Village officials spent the week hunting for possible leaks in Dering Harbor’s antiquated water system since a spike in usage has drawn saltwater into the public water supply. This has caused pressure to drop system-wide, putting at risk the aging water tower.

Village Mayor John T. Colby Jr. said Tuesday he’s been working with Water Commissioner Hap Bowditch and Highway Supervisor Richard Surozenski, with support from members of the Board of Trustees and other residents, to find out where leaks in the system might be located.

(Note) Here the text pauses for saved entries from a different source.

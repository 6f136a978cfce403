//! End-to-end assembly tests over a synthetic installation tree.
//!
//! The external tools are replaced by a canned dependency query and a
//! recording patcher so the tests are deterministic and host-independent.

use appdir_bundler::bundler::{
    AppDirBuilder, BinaryPatcher, ClassifierRules, DependencyQuery, DirSpec, IconSpec,
    LibraryReference, PackageSettings, Result, SearchPath, Settings, SettingsBuilder,
};
use std::cell::RefCell;
use std::collections::HashMap;
use std::fs;
use std::os::unix::fs::PermissionsExt;
use std::path::{Path, PathBuf};
use std::rc::Rc;
use tempfile::TempDir;

/// Dependency query returning canned reference lists keyed by binary name.
#[derive(Default)]
struct CannedQuery {
    deps: HashMap<String, Vec<LibraryReference>>,
}

impl CannedQuery {
    fn with(mut self, executable: &str, deps: Vec<LibraryReference>) -> Self {
        self.deps.insert(executable.to_string(), deps);
        self
    }
}

impl DependencyQuery for CannedQuery {
    fn resolve(&self, binary: &Path) -> Result<Vec<LibraryReference>> {
        let name = binary
            .file_name()
            .map(|n| n.to_string_lossy().into_owned())
            .unwrap_or_default();
        Ok(self.deps.get(&name).cloned().unwrap_or_default())
    }
}

/// Patcher that records every call instead of invoking patchelf.
#[derive(Clone, Default)]
struct RecordingPatcher {
    calls: Rc<RefCell<Vec<(PathBuf, String)>>>,
}

impl RecordingPatcher {
    fn rpath_for(&self, suffix: &str) -> Option<String> {
        self.calls
            .borrow()
            .iter()
            .find(|(path, _)| path.to_string_lossy().ends_with(suffix))
            .map(|(_, rpath)| rpath.clone())
    }
}

impl BinaryPatcher for RecordingPatcher {
    fn set_search_path(&self, binary: &Path, search_path: &SearchPath) -> Result<()> {
        self.calls
            .borrow_mut()
            .push((binary.to_path_buf(), search_path.to_rpath()));
        Ok(())
    }
}

/// Patcher that always fails, standing in for a broken patch tool.
struct FailingPatcher;

impl BinaryPatcher for FailingPatcher {
    fn set_search_path(&self, _binary: &Path, _search_path: &SearchPath) -> Result<()> {
        appdir_bundler::bail!("patch tool unavailable")
    }
}

fn write_file(path: &Path, contents: &[u8]) {
    if let Some(parent) = path.parent() {
        fs::create_dir_all(parent).unwrap();
    }
    fs::write(path, contents).unwrap();
}

fn write_png(path: &Path, width: u32, height: u32) {
    if let Some(parent) = path.parent() {
        fs::create_dir_all(parent).unwrap();
    }
    image::RgbaImage::new(width, height).save(path).unwrap();
}

/// Synthetic install prefix, system root, and third-party directory.
struct Fixture {
    temp: TempDir,
}

impl Fixture {
    fn new() -> Self {
        let temp = TempDir::new().unwrap();
        let prefix = temp.path().join("prefix");

        write_file(&prefix.join("app"), b"\x7fELF app");
        write_file(&prefix.join("tool"), b"\x7fELF tool");
        write_file(&prefix.join("libr_core.so"), b"\x7fELF libr_core");
        write_file(&prefix.join("gst_plugins/libgstplug.so"), b"\x7fELF plug");
        write_file(&prefix.join("models/net.onnx"), b"weights");
        write_png(&prefix.join("R.png"), 128, 128);

        // synthetic system root; the rule tables point here instead of /usr/lib
        let sys = temp.path().join("sys");
        write_file(&sys.join("lib/libc.so.6"), b"\x7fELF libc");
        write_file(&sys.join("usr/lib/libssl.so.3"), b"\x7fELF libssl");
        write_file(
            &sys.join("usr/lib/gstreamer-1.0/libgstapp.so"),
            b"\x7fELF gstapp",
        );

        // an ordinary third-party dependency outside any system prefix
        write_file(&temp.path().join("opt/libpng16.so.16"), b"\x7fELF libpng");

        Self { temp }
    }

    fn prefix(&self) -> PathBuf {
        self.temp.path().join("prefix")
    }

    fn sys(&self, rel: &str) -> PathBuf {
        self.temp.path().join("sys").join(rel)
    }

    fn opt(&self, rel: &str) -> PathBuf {
        self.temp.path().join("opt").join(rel)
    }

    fn out(&self) -> PathBuf {
        self.temp.path().join("Revere.AppDir")
    }

    fn rules(&self) -> ClassifierRules {
        ClassifierRules {
            core_system: vec!["libc.so".into()],
            force_bundle: vec!["gstreamer".into()],
            system_prefixes: vec![
                self.sys("lib").to_string_lossy().into_owned(),
                self.sys("usr/lib").to_string_lossy().into_owned(),
            ],
        }
    }

    fn base_builder(&self) -> SettingsBuilder {
        SettingsBuilder::new()
            .package_settings(PackageSettings {
                product_name: "Revere".into(),
                version: "1.0.0".into(),
                description: "An open source video surveillance application".into(),
                category: Some("Utility;GTK;".into()),
            })
            .install_prefix(self.prefix())
            .app_dir(self.out())
            .executables(vec!["app".into(), "tool".into()])
            .project_libraries(vec!["libr_core.so".into()])
            .plugin_dirs(vec![DirSpec {
                name: "gst_plugins".into(),
                source: "gst_plugins".into(),
            }])
            .data_dirs(vec![DirSpec {
                name: "models".into(),
                source: "models".into(),
            }])
            .icons(vec![IconSpec {
                name: "revere".into(),
                source: "R.png".into(),
            }])
            .classifier_rules(self.rules())
    }

    fn settings(&self) -> Settings {
        self.base_builder().build().unwrap()
    }
}

fn lib_dir_entries(out: &Path) -> Vec<String> {
    let mut names: Vec<String> = fs::read_dir(out.join("usr/lib"))
        .unwrap()
        .map(|e| e.unwrap().file_name().to_string_lossy().into_owned())
        .collect();
    names.sort();
    names
}

#[test]
fn assembles_full_bundle_layout() {
    let fx = Fixture::new();
    let query = CannedQuery::default()
        .with(
            "app",
            vec![
                LibraryReference::resolved("libc.so.6", fx.sys("lib/libc.so.6")),
                LibraryReference::resolved("libpng16.so.16", fx.opt("libpng16.so.16")),
            ],
        )
        .with(
            "tool",
            vec![LibraryReference::resolved(
                "libc.so.6",
                fx.sys("lib/libc.so.6"),
            )],
        );

    let builder = AppDirBuilder::new(fx.settings(), query, RecordingPatcher::default());
    let report = builder.assemble().unwrap();

    let out = fx.out();
    for exe in ["app", "tool"] {
        let path = out.join("usr/bin").join(exe);
        assert!(path.is_file(), "missing executable {exe}");
        let mode = fs::metadata(&path).unwrap().permissions().mode();
        assert_eq!(mode & 0o755, 0o755, "{exe} is not executable");
    }

    assert_eq!(lib_dir_entries(&out), vec!["libpng16.so.16", "libr_core.so"]);
    assert!(out.join("usr/bin/gst_plugins/libgstplug.so").is_file());
    assert!(out.join("usr/bin/models/net.onnx").is_file());
    assert!(out.join("AppRun").is_file());
    assert!(out.join("app.desktop").is_file());
    assert!(
        out.join("usr/share/icons/hicolor/128x128/apps/revere.png")
            .is_file()
    );

    assert_eq!(report.executables.len(), 2);
    assert_eq!(report.libraries.len(), 1);
    assert!(report.warnings.is_empty(), "unexpected: {:?}", report.warnings);
}

#[test]
fn executables_search_own_dir_and_sibling_lib() {
    let fx = Fixture::new();
    let patcher = RecordingPatcher::default();
    let builder = AppDirBuilder::new(fx.settings(), CannedQuery::default(), patcher.clone());
    builder.assemble().unwrap();

    assert_eq!(
        patcher.rpath_for("usr/bin/app").as_deref(),
        Some("$ORIGIN:$ORIGIN/../lib")
    );
    assert_eq!(
        patcher.rpath_for("usr/bin/tool").as_deref(),
        Some("$ORIGIN:$ORIGIN/../lib")
    );
}

#[test]
fn libraries_search_own_dir_only() {
    let fx = Fixture::new();
    let query = CannedQuery::default().with(
        "app",
        vec![LibraryReference::resolved(
            "libpng16.so.16",
            fx.opt("libpng16.so.16"),
        )],
    );
    let patcher = RecordingPatcher::default();
    let builder = AppDirBuilder::new(fx.settings(), query, patcher.clone());
    builder.assemble().unwrap();

    assert_eq!(
        patcher.rpath_for("usr/lib/libr_core.so").as_deref(),
        Some("$ORIGIN")
    );
    assert_eq!(
        patcher.rpath_for("usr/lib/libpng16.so.16").as_deref(),
        Some("$ORIGIN")
    );
}

#[test]
fn plugins_search_parent_and_lib_two_up() {
    let fx = Fixture::new();
    let patcher = RecordingPatcher::default();
    let builder = AppDirBuilder::new(fx.settings(), CannedQuery::default(), patcher.clone());
    builder.assemble().unwrap();

    assert_eq!(
        patcher.rpath_for("gst_plugins/libgstplug.so").as_deref(),
        Some("$ORIGIN/..:$ORIGIN/../../lib")
    );
}

#[test]
fn core_system_libraries_stay_on_host() {
    let fx = Fixture::new();
    let query = CannedQuery::default().with(
        "app",
        vec![
            LibraryReference::resolved("libc.so.6", fx.sys("lib/libc.so.6")),
            LibraryReference::resolved("libssl.so.3", fx.sys("usr/lib/libssl.so.3")),
        ],
    );

    let builder = AppDirBuilder::new(fx.settings(), query, RecordingPatcher::default());
    let report = builder.assemble().unwrap();

    assert_eq!(lib_dir_entries(&fx.out()), vec!["libr_core.so"]);
    assert!(report.libraries.is_empty());
    assert!(report.warnings.is_empty());
}

#[test]
fn force_bundle_override_wins_over_system_directory() {
    let fx = Fixture::new();
    let query = CannedQuery::default().with(
        "app",
        vec![LibraryReference::resolved(
            "libgstapp.so",
            fx.sys("usr/lib/gstreamer-1.0/libgstapp.so"),
        )],
    );

    let builder = AppDirBuilder::new(fx.settings(), query, RecordingPatcher::default());
    let report = builder.assemble().unwrap();

    assert!(fx.out().join("usr/lib/libgstapp.so").is_file());
    assert_eq!(report.libraries.len(), 1);
}

#[test]
fn overlapping_dependency_sets_copy_once() {
    let fx = Fixture::new();
    let png = LibraryReference::resolved("libpng16.so.16", fx.opt("libpng16.so.16"));
    let query = CannedQuery::default()
        .with("app", vec![png.clone()])
        .with("tool", vec![png]);

    let builder = AppDirBuilder::new(fx.settings(), query, RecordingPatcher::default());
    let report = builder.assemble().unwrap();

    assert_eq!(lib_dir_entries(&fx.out()), vec!["libpng16.so.16", "libr_core.so"]);
    assert_eq!(report.libraries.len(), 1);
    assert!(report.warnings.is_empty());
}

#[test]
fn unresolved_dependency_warns_once() {
    let fx = Fixture::new();
    let query = CannedQuery::default()
        .with("app", vec![LibraryReference::unresolved("libmissing.so.1")])
        .with("tool", vec![LibraryReference::unresolved("libmissing.so.1")]);

    let builder = AppDirBuilder::new(fx.settings(), query, RecordingPatcher::default());
    let report = builder.assemble().unwrap();

    let mentions: Vec<_> = report
        .warnings
        .iter()
        .filter(|w| w.contains("libmissing.so.1"))
        .collect();
    assert_eq!(mentions.len(), 1, "warnings: {:?}", report.warnings);
}

#[test]
fn missing_required_executable_is_fatal() {
    let fx = Fixture::new();
    let settings = fx
        .base_builder()
        .executables(vec!["ghost".into()])
        .build()
        .unwrap();

    let builder = AppDirBuilder::new(settings, CannedQuery::default(), RecordingPatcher::default());
    assert!(builder.assemble().is_err());
}

#[test]
fn missing_plugin_dir_is_nonfatal() {
    let fx = Fixture::new();
    fs::remove_dir_all(fx.prefix().join("gst_plugins")).unwrap();

    let builder = AppDirBuilder::new(
        fx.settings(),
        CannedQuery::default(),
        RecordingPatcher::default(),
    );
    let report = builder.assemble().unwrap();

    assert!(report.warnings.iter().any(|w| w.contains("not found")));
    assert!(fx.out().join("usr/bin/app").is_file());
}

#[test]
fn nonsquare_icon_flagged_but_placed() {
    let fx = Fixture::new();
    write_png(&fx.prefix().join("V.png"), 64, 100);
    let settings = fx
        .base_builder()
        .icons(vec![
            IconSpec {
                name: "revere".into(),
                source: "R.png".into(),
            },
            IconSpec {
                name: "vision".into(),
                source: "V.png".into(),
            },
        ])
        .build()
        .unwrap();

    let builder = AppDirBuilder::new(settings, CannedQuery::default(), RecordingPatcher::default());
    let report = builder.assemble().unwrap();

    assert!(
        fx.out()
            .join("usr/share/icons/hicolor/128x128/apps/revere.png")
            .is_file()
    );
    assert!(
        fx.out()
            .join("usr/share/icons/hicolor/64x100/apps/vision.png")
            .is_file()
    );
    assert!(report.warnings.iter().any(|w| w.contains("not square")));
}

#[test]
fn failed_patch_is_nonfatal() {
    let fx = Fixture::new();
    let builder = AppDirBuilder::new(fx.settings(), CannedQuery::default(), FailingPatcher);
    let report = builder.assemble().unwrap();

    assert_eq!(report.relocated, 0);
    assert!(!report.warnings.is_empty());
    assert!(fx.out().join("usr/bin/app").is_file());
}

#[test]
fn rerun_produces_identical_tree() {
    let fx = Fixture::new();
    let query = CannedQuery::default().with(
        "app",
        vec![LibraryReference::resolved(
            "libpng16.so.16",
            fx.opt("libpng16.so.16"),
        )],
    );
    let builder = AppDirBuilder::new(fx.settings(), query, RecordingPatcher::default());

    let snapshot = |out: &Path| -> Vec<(String, Vec<u8>)> {
        let mut entries: Vec<(String, Vec<u8>)> = walkdir::WalkDir::new(out)
            .sort_by_file_name()
            .into_iter()
            .map(|e| e.unwrap())
            .filter(|e| e.file_type().is_file())
            .map(|e| {
                let rel = e
                    .path()
                    .strip_prefix(out)
                    .unwrap()
                    .to_string_lossy()
                    .into_owned();
                (rel, fs::read(e.path()).unwrap())
            })
            .collect();
        entries.sort_by(|a, b| a.0.cmp(&b.0));
        entries
    };

    let first_report = builder.assemble().unwrap();
    let first = snapshot(&fx.out());
    let second_report = builder.assemble().unwrap();
    let second = snapshot(&fx.out());

    assert_eq!(first, second);
    assert_eq!(first_report.warnings, second_report.warnings);
}
//! Bundle assembly orchestration.
//!
//! [`AppDirBuilder`] drives one run over the configured installation tree:
//!
//! 1. Recreates the output tree from scratch (`usr/bin`, `usr/lib`)
//! 2. Seeds project-owned libraries so dependency copying finds them present
//! 3. Copies each executable, resolves and copies its bundlable dependencies
//! 4. Copies plugin and data directories verbatim
//! 5. Relocates executables, libraries, and plugins with their role policies
//! 6. Writes the AppRun launcher and desktop entry
//! 7. Classifies and places icons
//!
//! Failure policy: a missing required executable or an unusable output tree
//! aborts the run; everything else is reported per item and the run
//! continues, favoring partial, debuggable output over all-or-nothing
//! failure during iterative packaging work.

use std::collections::HashSet;
use std::fs;
use std::path::{Path, PathBuf};

use crate::bail;
use crate::bundler::classify::Classifier;
use crate::bundler::deps::DependencyQuery;
use crate::bundler::error::{ErrorExt, Result};
use crate::bundler::freedesktop;
use crate::bundler::relocate::{BinaryPatcher, BinaryRole, BundleTarget};
use crate::bundler::resources::icons::{self, IconAsset};
use crate::bundler::settings::Settings;
use crate::bundler::utils::fs::{self as fsutil, CopyOutcome};

/// Summary of one assembly run.
///
/// Warnings collect every recoverable condition in the order encountered;
/// each is also logged at emission time.
#[derive(Debug, Clone)]
pub struct AssemblyReport {
    /// The assembled AppDir.
    pub app_dir: PathBuf,

    /// Executables copied into `usr/bin`.
    pub executables: Vec<PathBuf>,

    /// Dependency libraries copied into `usr/lib` (seeded project libraries
    /// not included).
    pub libraries: Vec<PathBuf>,

    /// Number of binaries whose search path was rewritten.
    pub relocated: usize,

    /// Recoverable conditions encountered during the run.
    pub warnings: Vec<String>,
}

impl AssemblyReport {
    fn new(app_dir: PathBuf) -> Self {
        Self {
            app_dir,
            executables: Vec::new(),
            libraries: Vec::new(),
            relocated: 0,
            warnings: Vec::new(),
        }
    }

    fn warn(&mut self, message: String) {
        log::warn!("{message}");
        self.warnings.push(message);
    }
}

/// Assembles one AppDir from an installation tree.
///
/// Generic over the dependency query and patch tools so tests can substitute
/// canned dependency lists and record patch calls without invoking `ldd` or
/// `patchelf`.
///
/// The builder owns the output directory exclusively for the duration of one
/// run; concurrent invocation against the same output path is undefined.
pub struct AppDirBuilder<Q, P> {
    settings: Settings,
    query: Q,
    patcher: P,
}

impl<Q: DependencyQuery, P: BinaryPatcher> AppDirBuilder<Q, P> {
    /// Creates a builder with the given settings and tool implementations.
    pub fn new(settings: Settings, query: Q, patcher: P) -> Self {
        Self {
            settings,
            query,
            patcher,
        }
    }

    /// Returns a reference to the builder settings.
    pub fn settings(&self) -> &Settings {
        &self.settings
    }

    /// Runs the full assembly once, recreating the output tree.
    pub fn assemble(&self) -> Result<AssemblyReport> {
        let app_dir = self.settings.app_dir().to_path_buf();
        let bin_dir = app_dir.join("usr/bin");
        let lib_dir = app_dir.join("usr/lib");

        log::info!("setting up {}", app_dir.display());
        fsutil::remove_dir_all(&app_dir)?;
        for dir in [&bin_dir, &lib_dir] {
            fs::create_dir_all(dir).fs_context("creating bundle directory", dir)?;
        }

        let mut report = AssemblyReport::new(app_dir.clone());
        let mut targets = Vec::new();

        self.seed_project_libraries(&lib_dir, &mut report);
        self.install_executables(&bin_dir, &lib_dir, &mut targets, &mut report)?;
        self.copy_plugin_dirs(&bin_dir, &mut targets, &mut report);
        self.copy_data_dirs(&bin_dir, &mut report);
        self.collect_library_targets(&lib_dir, &mut targets, &mut report);
        self.relocate(&targets, &mut report);

        freedesktop::write_launcher(&self.settings, &app_dir)?;
        freedesktop::write_desktop_entry(&self.settings, &app_dir)?;
        self.install_icons(&app_dir, &mut report);

        Ok(report)
    }

    /// Copies project-owned libraries first so executable dependency sets
    /// find them already present and skip re-copying.
    fn seed_project_libraries(&self, lib_dir: &Path, report: &mut AssemblyReport) {
        for name in self.settings.project_libraries() {
            let src = self.settings.install_prefix().join(name);
            if !src.exists() {
                report.warn(format!("project library {} not found", src.display()));
                continue;
            }
            match fsutil::copy_file_if_absent(&src, lib_dir) {
                Ok(CopyOutcome::Copied(_)) => log::info!("copied project library {name}"),
                Ok(CopyOutcome::AlreadyPresent(_)) => {
                    log::debug!("project library {name} already present");
                }
                Err(e) => report.warn(format!("failed to copy project library {name}: {e}")),
            }
        }
    }

    /// Copies the configured executables and their dependency closures.
    ///
    /// A missing executable is fatal: the bundle cannot work without it.
    fn install_executables(
        &self,
        bin_dir: &Path,
        lib_dir: &Path,
        targets: &mut Vec<BundleTarget>,
        report: &mut AssemblyReport,
    ) -> Result<()> {
        let classifier = Classifier::new(self.settings.rules());
        let mut unresolved = HashSet::new();

        for name in self.settings.executables() {
            let src = self.settings.install_prefix().join(name);
            if !src.exists() {
                bail!("required executable {} not found", src.display());
            }

            let dest = bin_dir.join(name);
            log::info!("copying binary {name}");
            fsutil::copy_file(&src, &dest)?;
            fsutil::make_executable(&dest)?;
            report.executables.push(dest.clone());
            targets.push(BundleTarget::new(dest, BinaryRole::Executable));

            self.copy_dependencies(&src, lib_dir, &classifier, &mut unresolved, report)?;
        }
        Ok(())
    }

    /// Copies one executable's bundlable dependency set into `lib_dir`.
    ///
    /// The query tool's transitive report is trusted; copied libraries are
    /// never re-queried.
    fn copy_dependencies(
        &self,
        binary: &Path,
        lib_dir: &Path,
        classifier: &Classifier<'_>,
        unresolved: &mut HashSet<String>,
        report: &mut AssemblyReport,
    ) -> Result<()> {
        for reference in self.query.resolve(binary)? {
            let Some(path) = reference.path else {
                // an unresolved reference means the bundle will fail to run;
                // surfaced exactly once per soname
                if unresolved.insert(reference.name.clone()) {
                    report.warn(format!(
                        "dependency {} of {} could not be resolved",
                        reference.name,
                        binary.display()
                    ));
                }
                continue;
            };

            if !classifier.should_bundle(&path) {
                log::debug!("skipping system library {}", reference.name);
                continue;
            }

            match fsutil::copy_file_if_absent(&path, lib_dir) {
                Ok(CopyOutcome::Copied(dest)) => {
                    log::info!("copying dependency {}", path.display());
                    report.libraries.push(dest);
                }
                Ok(CopyOutcome::AlreadyPresent(_)) => {
                    log::debug!("dependency {} already present", reference.name);
                }
                Err(e) => report.warn(format!("failed to copy {}: {e}", path.display())),
            }
        }
        Ok(())
    }

    /// Copies plugin directories under `usr/bin` and queues their shared
    /// objects for plugin-policy relocation.
    fn copy_plugin_dirs(
        &self,
        bin_dir: &Path,
        targets: &mut Vec<BundleTarget>,
        report: &mut AssemblyReport,
    ) {
        for spec in self.settings.plugin_dirs() {
            let src = self.settings.resolve_source(&spec.source);
            if !src.is_dir() {
                report.warn(format!("plugin directory {} not found", src.display()));
                continue;
            }

            let dest = bin_dir.join(&spec.name);
            log::info!("copying plugin directory {}", spec.name);
            if let Err(e) = fsutil::copy_dir(&src, &dest) {
                report.warn(format!("failed to copy plugin directory {}: {e}", spec.name));
                continue;
            }

            for entry in walkdir::WalkDir::new(&dest)
                .sort_by_file_name()
                .into_iter()
                .filter_map(|e| e.ok())
            {
                if entry.file_type().is_file()
                    && entry.file_name().to_string_lossy().contains(".so")
                {
                    targets.push(BundleTarget::new(entry.into_path(), BinaryRole::Plugin));
                }
            }
        }
    }

    /// Copies data directories under `usr/bin` verbatim.
    fn copy_data_dirs(&self, bin_dir: &Path, report: &mut AssemblyReport) {
        for spec in self.settings.data_dirs() {
            let src = self.settings.resolve_source(&spec.source);
            if !src.is_dir() {
                report.warn(format!("data directory {} not found", src.display()));
                continue;
            }

            let dest = bin_dir.join(&spec.name);
            log::info!("copying data directory {}", spec.name);
            if let Err(e) = fsutil::copy_dir(&src, &dest) {
                report.warn(format!("failed to copy data directory {}: {e}", spec.name));
            }
        }
    }

    /// Queues everything now present under `usr/lib` for library-policy
    /// relocation.
    fn collect_library_targets(
        &self,
        lib_dir: &Path,
        targets: &mut Vec<BundleTarget>,
        report: &mut AssemblyReport,
    ) {
        let mut entries: Vec<PathBuf> = match fs::read_dir(lib_dir) {
            Ok(iter) => iter
                .filter_map(|entry| entry.ok())
                .map(|entry| entry.path())
                .filter(|path| path.is_file())
                .collect(),
            Err(e) => {
                report.warn(format!("failed to list {}: {e}", lib_dir.display()));
                return;
            }
        };
        entries.sort();
        for path in entries {
            targets.push(BundleTarget::new(path, BinaryRole::Library));
        }
    }

    /// Rewrites the search path of every copied binary.
    ///
    /// A failed patch is reported but non-fatal: the bundle is still
    /// produced, possibly non-functional.
    fn relocate(&self, targets: &[BundleTarget], report: &mut AssemblyReport) {
        for target in targets {
            let search_path = target.search_path();
            match self.patcher.set_search_path(&target.path, &search_path) {
                Ok(()) => report.relocated += 1,
                Err(e) => report.warn(format!(
                    "failed to set search path on {}: {e}",
                    target.path.display()
                )),
            }
        }
    }

    /// Probes and places the configured icons.
    fn install_icons(&self, app_dir: &Path, report: &mut AssemblyReport) {
        for spec in self.settings.icons() {
            let src = self.settings.resolve_source(&spec.source);
            if !src.exists() {
                report.warn(format!("icon file {} not found", src.display()));
                continue;
            }

            let asset = match IconAsset::probe(&spec.name, &src) {
                Ok(asset) => asset,
                Err(e) => {
                    report.warn(format!("failed to read icon {}: {e}", src.display()));
                    continue;
                }
            };
            if !asset.is_square() {
                report.warn(format!(
                    "icon {} is not square ({}x{})",
                    src.display(),
                    asset.width,
                    asset.height
                ));
            }

            match icons::install_icon(&asset, app_dir) {
                Ok(dest) => log::info!("copied icon {} -> {}", src.display(), dest.display()),
                Err(e) => report.warn(format!("failed to copy icon {}: {e}", src.display())),
            }
        }
    }
}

Mr. Colby  — who only recently was appointed mayor following the sudden departure of Tim Hogue, who quit the post after 25 years when his party was defeated in the June election —  has explained the process in a series of emails to residents, keeping them abreast of actions taken so far and alternatives yet to be employed.

Initially, they’ve relied on a process of elimination, shutting off a section at a time to see how this impacts the amount of water being pumped by the newer of the village’s two wells, which has a device that can accurately measure flow. The older well can’t be used for this process because it has no such device. Instead, a calculation based on the top capacity of the pump must be used, which doesn’t provide the degree of accuracy needed to source a leak, Mr. Colby explained.

A representative from the company that is assisting the village in a project to replace its aging water tank was expected to consult with the team Wednesday. Mr. Colby said the village has reached out to the U.S. Geological Survey, which may be able to provide more sophisticated equipment to aid in the search.

Thus far, a leak has been discovered at an unoccupied property and a couple of irrigation hoses were found to be running, but Mr. Colby said the amount of water attributed to these items is relatively small. That the system, parts of which date from the late 1800s, is not accurately mapped has made the search more difficult.

While inconvenienced by periodic water shut-offs and voluntary water use restrictions, Village residents expressed appreciation to Mr. Colby and new trustees Ari J. Benacerraf, Karen Kelsey, Besty Morgan and Patrick Parcells for efforts to figure out the cause of the 500,000 gallon spike in usage last month and for the daily email briefings.

“Good job to all of you,” resident Ken Walker wrote in response to an update. “We have more communication from this board in the last two weeks than we had from the previous ‘administration’ in the last 10 years!”